Capítulo cuarenta y siete

Lacy respondió a la puerta vestida con una camiseta de franela a cuadros que le colgaba debajo de los jeans.

—¿A la orden?

Kent estaba detrás de Helen por el momento, con el corazón latiéndole como una locomotora en el pecho. Vio la mirada de Lacy dirigirse hacia él, cuestionándose al principio, y luego reconociéndolo.

—Hola, Lacy —saludó Helen—. ¿Podemos entrar?

—¿Usted? Kevin, ¿correcto? Lo conocí en el restaurante. ¿Qué quiere?

—No somos quienes podrías creer —contestó Helen—. Mi nombre es Helen. Helen Jovic. Este es mi yerno, Kent Anthony. Creo que ustedes ya se conocen.

Los ojos de Lacy se abrieron de par en par.

—Hola, Lacy —saludó Kent pasando alrededor de Helen y calmándose un temblor que se le había estacionado en los huesos desde que se le habían abierto los ojos.

—Eso es… ¡eso es imposible! —exclamó ella, retrocediendo—. Kent está muerto.

—Lacy. Escúchame. Soy yo. Escucha mi voz —pidió, y tragó saliva—. Sé que me veo algo diferente; me he hecho algunos cambios, pero soy yo.

Lacy retrocedió otro paso, parpadeando.

—¿Me oyes? Te conté todo el plan una noche de viernes sentado allí, bebiendo tu café —declaró Kent señalando la mesa de la cocina—. Veinte millones de dólares, ¿correcto? ¿Usando el SAPF? Tú me abofeteaste.

Era demasiado para que ella rechazara, él lo sabía. Ella se hizo a un lado como en un sueño. Kent tomó el gesto como una señal para entrar y lo hizo cautelosamente. Helen siguió y se sentó en el sofá. Lacy cerró la puerta y se quedó frente a él, sin pestañear.

La sala permaneció en silencio. ¿Qué podía él decir? Sonrió, de repente sintiéndose ridículo y diminuto por haber venido.

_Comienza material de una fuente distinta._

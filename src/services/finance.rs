//! Generation, income and financing for a sized system.

use crate::models::feasibility::LoanTerms;
use crate::services::tariff::{buy_back_rate, NIGHT_EXPORT_RATE};
use crate::services::usage::round_to;

const DAYS_PER_MONTH: f64 = 30.0;
/// Inverter, wiring and temperature losses.
pub const PERFORMANCE_RATIO: f64 = 0.75;
/// Installed cost per kW (LKR).
pub const COST_PER_KW_LKR: f64 = 280_000.0;
/// Share of generation exported at night when a battery shifts it.
const NIGHT_EXPORT_SHARE: f64 = 0.5;

/// Unrounded projection for one system size.
#[derive(Debug, Clone, PartialEq)]
pub struct Projection {
    pub monthly_generation_kwh: f64,
    pub tariff_rate: f64,
    pub monthly_income: f64,
    pub battery_income: f64,
    pub battery_extra_profit: f64,
    pub total_investment: f64,
    /// Already rounded to 2 decimals
    pub loan_installment: f64,
    pub net_monthly_result: f64,
    /// Already rounded to 1 decimal
    pub payback_years: f64,
}

pub fn monthly_generation_kwh(system_kw: f64, irradiance_kwh_m2_day: f64) -> f64 {
    system_kw * irradiance_kwh_m2_day * DAYS_PER_MONTH * PERFORMANCE_RATIO
}

/// Fixed monthly payment for an amortized loan, rounded to 2 decimals.
///
/// Returns 0 when there is nothing to borrow or no term. A 0 % rate repays
/// the principal in equal parts. When `(1 + r)^n` overflows the payment is
/// the interest-only limit `P × r`, and 0 if even that is not finite.
pub fn loan_installment(terms: &LoanTerms) -> f64 {
    if terms.principal_lkr <= 0.0 || terms.years == 0 {
        return 0.0;
    }
    let n = f64::from(terms.years) * 12.0;
    let r = terms.annual_rate_percent / 100.0 / 12.0;
    if r <= 0.0 {
        return round_to(terms.principal_lkr / n, 2);
    }
    let growth = (1.0 + r).powf(n);
    let installment = if growth.is_finite() {
        terms.principal_lkr * (r * growth) / (growth - 1.0)
    } else {
        terms.principal_lkr * r
    };
    if !installment.is_finite() {
        return 0.0;
    }
    round_to(installment, 2)
}

/// Years for income to cover the investment, rounded to 1 decimal.
/// `0` when there is no income; callers read that as "no payback".
pub fn payback_years(total_investment: f64, monthly_income: f64) -> f64 {
    if monthly_income <= 0.0 {
        return 0.0;
    }
    round_to(total_investment / (monthly_income * 12.0), 1)
}

pub fn project(
    system_kw: f64,
    irradiance_kwh_m2_day: f64,
    loan_rate_percent: f64,
    loan_years: u32,
) -> Projection {
    let generation = monthly_generation_kwh(system_kw, irradiance_kwh_m2_day);
    let tariff_rate = buy_back_rate(system_kw);
    let monthly_income = generation * tariff_rate;
    let total_investment = system_kw * COST_PER_KW_LKR;

    let battery_income = generation * (1.0 - NIGHT_EXPORT_SHARE) * tariff_rate
        + generation * NIGHT_EXPORT_SHARE * NIGHT_EXPORT_RATE;

    let loan = loan_installment(&LoanTerms {
        principal_lkr: total_investment,
        annual_rate_percent: loan_rate_percent,
        years: loan_years,
    });

    Projection {
        monthly_generation_kwh: generation,
        tariff_rate,
        monthly_income,
        battery_income,
        battery_extra_profit: battery_income - monthly_income,
        total_investment,
        loan_installment: loan,
        net_monthly_result: monthly_income - loan,
        payback_years: payback_years(total_investment, monthly_income),
    }
}
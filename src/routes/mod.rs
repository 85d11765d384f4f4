pub mod analysis_routes;
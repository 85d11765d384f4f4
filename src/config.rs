use std::path::Path;

use serde::{Deserialize, Serialize};
use thiserror::Error;

use crate::error::{MAX_LOAN_RATE_PERCENT, MAX_LOAN_YEARS};

#[derive(Debug, Error)]
pub enum ConfigError {
    #[error("cannot read config file: {0}")]
    Io(#[from] std::io::Error),

    #[error("invalid config JSON: {0}")]
    Json(#[from] serde_json::Error),

    #[error("invalid config value for {field}: {reason}")]
    Invalid { field: &'static str, reason: String },
}

fn default_offline_mode() -> bool { false }

#[derive(Debug, Deserialize, Serialize, Clone, Default)]
pub struct Config {
    #[serde(default)]
    pub server: ServerConfig,
    #[serde(default = "default_offline_mode")]
    pub offline_mode: bool,
    #[serde(default)]
    pub irradiance: IrradianceConfig,
    #[serde(default)]
    pub financing: FinancingConfig,
    #[serde(default)]
    pub roof: RoofConfig,
    #[serde(default)]
    pub log_format: LogFormat,
}

#[derive(Debug, Deserialize, Serialize, Clone)]
#[serde(default)]
pub struct ServerConfig {
    pub port: u16,
}

impl Default for ServerConfig {
    fn default() -> Self {
        Self { port: 8000 }
    }
}

#[derive(Debug, Deserialize, Serialize, Clone)]
#[serde(default)]
pub struct IrradianceConfig {
    pub base_url: String,
    pub timeout_secs: u64,
}

impl Default for IrradianceConfig {
    fn default() -> Self {
        Self {
            base_url: "https://power.larc.nasa.gov/api/temporal/climatology/point".to_string(),
            timeout_secs: 5,
        }
    }
}

/// Loan terms applied when a request leaves them out.
#[derive(Debug, Deserialize, Serialize, Clone, Copy)]
#[serde(default)]
pub struct FinancingConfig {
    pub loan_rate_percent: f64,
    pub loan_years: u32,
}

impl Default for FinancingConfig {
    fn default() -> Self {
        Self {
            loan_rate_percent: 11.5,
            loan_years: 5,
        }
    }
}

#[derive(Debug, Deserialize, Serialize, Clone, Copy)]
#[serde(default)]
pub struct RoofConfig {
    /// Substituted when the detector finds no roof (m²)
    pub default_area_m2: f64,
}

impl Default for RoofConfig {
    fn default() -> Self {
        Self { default_area_m2: 60.0 }
    }
}

#[derive(Debug, Deserialize, Serialize, Clone, Copy, Default, PartialEq, Eq)]
#[serde(rename_all = "lowercase")]
pub enum LogFormat {
    #[default]
    Compact,
    Json,
}

impl Config {
    pub fn load(path: impl AsRef<Path>) -> Result<Self, ConfigError> {
        let content = std::fs::read_to_string(path)?;
        Self::from_json_str(&content)
    }

    pub fn from_json_str(content: &str) -> Result<Self, ConfigError> {
        let config: Config = serde_json::from_str(content)?;
        config.validate()?;
        Ok(config)
    }

    pub fn validate(&self) -> Result<(), ConfigError> {
        if self.irradiance.timeout_secs == 0 {
            return Err(ConfigError::Invalid {
                field: "irradiance.timeout_secs",
                reason: "must be at least 1".to_string(),
            });
        }
        if self.irradiance.base_url.trim().is_empty() {
            return Err(ConfigError::Invalid {
                field: "irradiance.base_url",
                reason: "must not be empty".to_string(),
            });
        }
        if !(self.roof.default_area_m2.is_finite() && self.roof.default_area_m2 > 0.0) {
            return Err(ConfigError::Invalid {
                field: "roof.default_area_m2",
                reason: format!("must be positive, got {}", self.roof.default_area_m2),
            });
        }
        let rate = self.financing.loan_rate_percent;
        if !(rate.is_finite() && (0.0..=MAX_LOAN_RATE_PERCENT).contains(&rate)) {
            return Err(ConfigError::Invalid {
                field: "financing.loan_rate_percent",
                reason: format!("must be between 0 and {MAX_LOAN_RATE_PERCENT}, got {rate}"),
            });
        }
        if self.financing.loan_years > MAX_LOAN_YEARS {
            return Err(ConfigError::Invalid {
                field: "financing.loan_years",
                reason: format!("must be at most {MAX_LOAN_YEARS}, got {}", self.financing.loan_years),
            });
        }
        Ok(())
    }
}

#[cfg(test)]
mod tests {
    use super::*;

    #[test]
    fn test_empty_object_gives_defaults() {
        let c = Config::from_json_str("{}").unwrap();
        assert_eq!(c.server.port, 8000);
        assert!(!c.offline_mode);
        assert_eq!(c.irradiance.timeout_secs, 5);
        assert!(c.irradiance.base_url.contains("power.larc.nasa.gov"));
        assert_eq!(c.financing.loan_rate_percent, 11.5);
        assert_eq!(c.financing.loan_years, 5);
        assert_eq!(c.roof.default_area_m2, 60.0);
        assert_eq!(c.log_format, LogFormat::Compact);
    }

    #[test]
    fn test_partial_sections_keep_other_defaults() {
        let c = Config::from_json_str(
            r#"{"server":{"port":9100},"offline_mode":true,"irradiance":{"timeout_secs":2},"log_format":"json"}"#,
        )
        .unwrap();
        assert_eq!(c.server.port, 9100);
        assert!(c.offline_mode);
        assert_eq!(c.irradiance.timeout_secs, 2);
        assert!(c.irradiance.base_url.starts_with("https://"));
        assert_eq!(c.log_format, LogFormat::Json);
    }

    #[test]
    fn test_invalid_values_rejected() {
        assert!(matches!(
            Config::from_json_str(r#"{"irradiance":{"timeout_secs":0}}"#),
            Err(ConfigError::Invalid { field: "irradiance.timeout_secs", .. })
        ));
        assert!(matches!(
            Config::from_json_str(r#"{"roof":{"default_area_m2":0}}"#),
            Err(ConfigError::Invalid { field: "roof.default_area_m2", .. })
        ));
        assert!(matches!(
            Config::from_json_str(r#"{"financing":{"loan_rate_percent":-1}}"#),
            Err(ConfigError::Invalid { .. })
        ));
        assert!(matches!(
            Config::from_json_str(r#"{"financing":{"loan_years":100000}}"#),
            Err(ConfigError::Invalid { field: "financing.loan_years", .. })
        ));
        assert!(matches!(Config::from_json_str("{not json"), Err(ConfigError::Json(_))));
    }

    #[test]
    fn test_missing_file_is_io_error() {
        assert!(matches!(
            Config::load("/definitely/not/here/config.json"),
            Err(ConfigError::Io(_))
        ));
    }
}
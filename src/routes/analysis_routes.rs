use axum::{
    routing::{get, post},
    Router,
};
use crate::controllers::analysis_controller::{
    // Feasibility
    analyze_full, calculate_roi,
    // Reference tables
    list_districts, get_tariffs,
    // Service
    health,
};
use crate::shared_state::AppState;

/// Build the `/api/*` sub-router.
pub fn api_routes(state: AppState) -> Router {
    Router::new()
        .route("/analyze/full", post(analyze_full))
        .route("/roi",          post(calculate_roi))
        .route("/districts",    get(list_districts))
        .route("/tariffs",      get(get_tariffs))
        .route("/health",       get(health))
        .with_state(state)
}
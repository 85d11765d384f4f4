use std::sync::Arc;

use crate::config::Config;
use crate::services::irradiance::IrradianceResolver;

/// Services built once at startup and handed to every request. Nothing in
/// here is mutated after construction.
#[derive(Clone, Debug)]
pub struct AppState {
    pub config: Arc<Config>,
    pub irradiance: Arc<IrradianceResolver>,
}

impl AppState {
    pub fn new(config: Config) -> Result<Self, reqwest::Error> {
        let irradiance = IrradianceResolver::new(&config.irradiance, config.offline_mode)?;
        Ok(Self::with_resolver(config, irradiance))
    }

    pub fn with_resolver(config: Config, irradiance: IrradianceResolver) -> Self {
        Self {
            config: Arc::new(config),
            irradiance: Arc::new(irradiance),
        }
    }
}
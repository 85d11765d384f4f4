use crate::models::feasibility::{ConnectionPhase, FinancialProjection};
use crate::services::{capacity, finance};
use crate::services::usage::round_to;

/// Everything the engine needs for one projection.
#[derive(Debug, Clone, Copy, PartialEq)]
pub struct RoiInputs {
    pub roof_area_m2: f64,
    pub irradiance_kwh_m2_day: f64,
    pub monthly_bill_lkr: f64,
    pub phase: ConnectionPhase,
    pub loan_rate_percent: f64,
    pub loan_years: u32,
}

/// Sizes the system, projects its finances and rounds the result for
/// reporting. Pure: identical inputs give identical output.
pub fn compose(inputs: &RoiInputs) -> FinancialProjection {
    let plan = capacity::plan(inputs.roof_area_m2, inputs.phase, inputs.monthly_bill_lkr);
    let money = finance::project(
        plan.recommended_kw,
        inputs.irradiance_kwh_m2_day,
        inputs.loan_rate_percent,
        inputs.loan_years,
    );

    let recommended = round_to(plan.recommended_kw, 2);
    let income = round_to(money.monthly_income, 2);

    FinancialProjection {
        recommended_system_kw: recommended,
        system_capacity_kw: recommended,
        max_roof_capacity_kw: round_to(plan.max_roof_kw, 2),
        effective_max_kw: round_to(plan.effective_max_kw, 2),
        monthly_generation_kwh: round_to(money.monthly_generation_kwh, 2),
        tariff_rate: money.tariff_rate,
        normal_monthly_income: income,
        monthly_earning_lkr: income,
        battery_monthly_earning: round_to(money.battery_income, 2),
        battery_extra_profit: round_to(money.battery_extra_profit, 2),
        total_investment_lkr: round_to(money.total_investment, 2),
        loan_installment: money.loan_installment,
        net_monthly_result: round_to(money.net_monthly_result, 2),
        payback_period: money.payback_years,
        note: plan.note(),
    }
}

#[cfg(test)]
mod tests {
    use super::*;

    fn inputs(roof: f64, irradiance: f64, bill: f64, phase: ConnectionPhase) -> RoiInputs {
        RoiInputs {
            roof_area_m2: roof,
            irradiance_kwh_m2_day: irradiance,
            monthly_bill_lkr: bill,
            phase,
            loan_rate_percent: 11.5,
            loan_years: 5,
        }
    }

    #[test]
    fn test_default_roof_single_phase_no_bill() {
        let r = compose(&inputs(60.0, 4.5, 0.0, ConnectionPhase::Single));
        assert_eq!(r.max_roof_capacity_kw, 7.0);
        assert_eq!(r.effective_max_kw, 5.0);
        assert_eq!(r.recommended_system_kw, 5.0);
        assert_eq!(r.system_capacity_kw, 5.0);
        assert_eq!(r.tariff_rate, 20.90);
        assert_eq!(r.monthly_generation_kwh, 506.25);
        assert!((r.normal_monthly_income - 10580.6).abs() < 0.05);
        assert_eq!(r.monthly_earning_lkr, r.normal_monthly_income);
        assert_eq!(r.total_investment_lkr, 1_400_000.0);
        assert_eq!(r.loan_installment, 30789.65);
        assert_eq!(r.payback_period, 11.0);
        assert!(r.note.contains("Phase limit is 5.0kW"));
        assert!(r.note.ends_with("Based on maximum roof potential."));
    }

    #[test]
    fn test_bill_driven_three_phase_large_roof() {
        let r = compose(&inputs(400.0, 4.5, 20000.0, ConnectionPhase::Three));
        assert_eq!(r.recommended_system_kw, 2.88);
        assert!((r.recommended_system_kw - 2.9).abs() < 0.05);
        assert_eq!(r.tariff_rate, 20.90);
        assert!(r.note.contains("Success: System meets your full needs."));
        assert!(r.note.starts_with("Roof capacity is within phase limits."));
    }

    #[test]
    fn test_floor_applies_to_tiny_roof() {
        let r = compose(&inputs(0.0, 4.5, 0.0, ConnectionPhase::Single));
        assert_eq!(r.recommended_system_kw, 1.0);
        assert_eq!(r.max_roof_capacity_kw, 0.0);
        assert_eq!(r.total_investment_lkr, 280_000.0);
    }

    #[test]
    fn test_zero_irradiance_has_no_payback() {
        let r = compose(&inputs(60.0, 0.0, 0.0, ConnectionPhase::Single));
        assert_eq!(r.normal_monthly_income, 0.0);
        assert_eq!(r.payback_period, 0.0);
        assert!(r.net_monthly_result.is_finite());
        assert!(r.battery_extra_profit.is_finite());
    }

    #[test]
    fn test_zero_year_loan_costs_nothing_monthly() {
        let mut i = inputs(60.0, 4.5, 0.0, ConnectionPhase::Single);
        i.loan_years = 0;
        let r = compose(&i);
        assert_eq!(r.loan_installment, 0.0);
        assert_eq!(r.net_monthly_result, r.normal_monthly_income);
    }

    #[test]
    fn test_identical_inputs_identical_output() {
        let i = inputs(137.3, 5.42, 18250.0, ConnectionPhase::Three);
        let a = compose(&i);
        let b = compose(&i);
        assert_eq!(a, b);
        assert_eq!(
            serde_json::to_string(&a).unwrap(),
            serde_json::to_string(&b).unwrap()
        );
    }

    #[test]
    fn test_recommendation_floor_holds_across_inputs() {
        for roof in [0.0, 3.0, 25.0, 60.0, 900.0] {
            for bill in [0.0, 900.0, 1200.0, 8000.0, 90000.0] {
                for phase in [ConnectionPhase::Single, ConnectionPhase::Three] {
                    let r = compose(&inputs(roof, 4.5, bill, phase));
                    assert!(r.recommended_system_kw >= 1.0);
                    assert!(r.recommended_system_kw <= r.effective_max_kw.max(1.0));
                }
            }
        }
    }

    #[test]
    fn test_serialized_keys_cover_report_contract() {
        let r = compose(&inputs(60.0, 4.5, 0.0, ConnectionPhase::Single));
        let v = serde_json::to_value(&r).unwrap();
        for key in [
            "recommended_system_kw",
            "max_roof_capacity_kw",
            "effective_max_kw",
            "monthly_generation_kwh",
            "tariff_rate",
            "normal_monthly_income",
            "battery_monthly_earning",
            "battery_extra_profit",
            "total_investment_lkr",
            "loan_installment",
            "net_monthly_result",
            "payback_period",
            "note",
        ] {
            assert!(v.get(key).is_some(), "missing {key}");
        }
    }
}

—Por tanto, no sé qué decir.

Ella no contestó.

—Lacy. Lo… lo siento mucho.

La vista de él se le inundó de lágrimas. Ella estaba registrando sus bancos de recuerdos, tratando de hacer que los extremos calzaran, reconciliando emociones en conflicto. Pero no dijo nada. Kent la vio tragar saliva y de súbito todo fue demasiado para él. Él había ocasionado esto. Él podría haber cambiado, pero los restos de su vida yacían en ruinas. Esqueletos destruidos, mentiras vacías, corazones quebrantados. Como este corazón aquí, palpitando pero roto, posiblemente sin arreglo.

La mandíbula de Lacy se apretó, y los ojos se le inundaron de lágrimas.

Kent cerró los ojos y se esforzó por no llorar. Sí, de veras, ella no estaba tan feliz; eso era muy evidente.

—De modo que eres tú —indicó ella con voz apenas más fuerte que un susurro—. ¿Sabes lo que me has hecho?

Él abrió los ojos. Ella aún estaba mirándolo, aún con la mandíbula apretada. Pero alguna luz le había llegado a los ojos, pensó él.

—Sí, soy yo. Y sí, he sido un completo idiota. Por favor… perdóname por favor.

—Y te me acercaste en el restaurante —dijo, ya con la mandíbula relajada.

—Sí —asintió él—. Lo siento.

—Bueno. Deberías sentirlo. Deberías estar aterrado ahora al respecto.

—Sí. Y lo estoy.

Él creyó que ella iba a rechazarlo. Ella debería rechazarlo.

—¿Y por qué viniste? —cuestionó ella con brillo en los ojos—. Dime por qué viniste.

—Porque…

Era algo duro, estos tratos en amor. Primero Dios y ahora ella. Kent parpadeó. No, para nada duro. No en esta nueva piel. Duro en su antiguo yo, pero en esta nueva piel, el amor era la moneda de la vida.

—Porque te amo, Lacy —lo dijo entonces fácilmente.

Las palabras parecieron golpearla con fuerza propia. Una lágrima le brotó del ojo.

—¿Me amas?

Oh, ¿qué le había hecho a ella?

—Sí. Sí, te amo —asintió Kent, fue hacia Lacy y extendió los brazos, desesperado por el amor de ella.

Ella cerró los ojos y dejó que él la abrazara, titubeando al principio, entonces le deslizó los brazos alrededor de la cintura y se le pegó al pecho, llorando. Por un buen rato ella no dijo nada. Se mantuvieron apretados fuertemente y dejaron que el abrazo hablara.

Cuando finalmente Lacy habló, lo hizo con voz suave y resignada.

—Y yo te amo, Kent. Yo también te amo.